▶ [Problem statement]:
Using the data below, copy out all lines with the word "CommandNotFound".

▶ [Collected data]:

=== Begin Enclosure ===

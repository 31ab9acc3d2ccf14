pub mod executor;
pub mod jobs;
pub mod signal;
pub mod status;

pub use executor::{LaunchOutcome, Launcher};
pub use jobs::{ChildWaiter, JobTable, Reaped, Reaper, SystemWaiter};
#[cfg(test)]
pub(crate) use jobs::ScriptedWaiter;
pub use signal::SignalPolicy;
pub use status::CompletionCode;

use crate::core::parser::RedirectError;

#[derive(Debug, thiserror::Error)]
pub enum ProcessError {
    #[error("{0}: no such file or directory")]
    CommandNotFound(String),
    #[error("{program}: {source}")]
    Exec {
        program: String,
        #[source]
        source: std::io::Error,
    },
    #[error(transparent)]
    Redirect(#[from] RedirectError),
    #[error("failed to spawn {program}: {source}")]
    Spawn {
        program: String,
        #[source]
        source: std::io::Error,
    },
    #[error("failed to wait for pid {pid}: {source}")]
    Wait {
        pid: u32,
        #[source]
        source: std::io::Error,
    },
    #[error("failed to poll background jobs: {0}")]
    Reap(#[source] nix::errno::Errno),
    #[error("signal error: {0}")]
    Signal(String),
    #[error("IO error: {0}")]
    Io(#[from] std::io::Error),
}

impl ProcessError {
    /// The completion code a failure stands for, when it takes the place of
    /// a child that would have exited with status 1. Failures where no child
    /// could be created at all leave the session state untouched.
    pub fn completion(&self) -> Option<CompletionCode> {
        match self {
            ProcessError::CommandNotFound(_)
            | ProcessError::Exec { .. }
            | ProcessError::Redirect(_) => Some(CompletionCode::FAILURE),
            _ => None,
        }
    }
}
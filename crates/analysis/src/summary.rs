//! Summary serialization.
//!
//! The four scalar results are persisted as a one-row CSV next to the
//! chart images, the only non-image output of a run.

use anyhow::{Context, Result};
use serde::{Deserialize, Serialize};
use std::path::Path;

/// Fixed output filename for the summary row
pub const SUMMARY_FILE: &str = "summary_stats.csv";

/// The one-row result record persisted alongside the charts.
///
/// Field names double as the CSV header columns.
#[derive(Debug, Clone, PartialEq, Serialize, Deserialize)]
pub struct Summary {
    pub n_users: u64,
    pub n_movies: u64,
    pub total_ratings: u64,
    pub average_genre_entropy: f64,
}

/// Write the summary as a header plus a single data row to
/// `summary_stats.csv` under `output_dir`.
///
/// Unconditionally overwrites any prior file at that path.
pub fn write_summary(summary: &Summary, output_dir: &Path) -> Result<()> {
    let path = output_dir.join(SUMMARY_FILE);
    let mut writer = csv::Writer::from_path(&path)
        .with_context(|| format!("Failed to create {}", path.display()))?;

    writer
        .serialize(summary)
        .context("Failed to serialize summary row")?;
    writer.flush().context("Failed to flush summary file")?;
    Ok(())
}

#[cfg(test)]
mod tests {
    use super::*;
    use std::fs;

    #[test]
    fn test_summary_round_trip() {
        let dir = std::env::temp_dir().join("reel-stats-summary-test");
        fs::create_dir_all(&dir).unwrap();

        let summary = Summary {
            n_users: 162541,
            n_movies: 59047,
            total_ratings: 25000095,
            average_genre_entropy: 2.73525,
        };
        write_summary(&summary, &dir).unwrap();

        // Re-parsing reproduces the exact in-memory scalars
        let mut reader = csv::Reader::from_path(dir.join(SUMMARY_FILE)).unwrap();
        let parsed: Summary = reader.deserialize().next().unwrap().unwrap();
        assert_eq!(parsed, summary);

        let _ = fs::remove_dir_all(&dir);
    }

    #[test]
    fn test_summary_overwrites() {
        let dir = std::env::temp_dir().join("reel-stats-summary-overwrite-test");
        fs::create_dir_all(&dir).unwrap();

        let first = Summary {
            n_users: 1,
            n_movies: 1,
            total_ratings: 1,
            average_genre_entropy: 0.0,
        };
        let second = Summary {
            n_users: 2,
            n_movies: 2,
            total_ratings: 2,
            average_genre_entropy: 1.0,
        };
        write_summary(&first, &dir).unwrap();
        write_summary(&second, &dir).unwrap();

        let mut reader = csv::Reader::from_path(dir.join(SUMMARY_FILE)).unwrap();
        let rows: Vec<Summary> = reader.deserialize().map(|r| r.unwrap()).collect();
        assert_eq!(rows, vec![second]);

        let _ = fs::remove_dir_all(&dir);
    }

    #[test]
    fn test_summary_unwritable_dir_fails() {
        let missing = std::env::temp_dir()
            .join("reel-stats-summary-test-missing")
            .join("nested");
        let summary = Summary {
            n_users: 0,
            n_movies: 0,
            total_ratings: 0,
            average_genre_entropy: 0.0,
        };
        assert!(write_summary(&summary, &missing).is_err());
    }
}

=== End Enclosure ===

▶ [Answer to this problem]:
    CommandNotFound(String),
            ProcessError::CommandNotFound(_)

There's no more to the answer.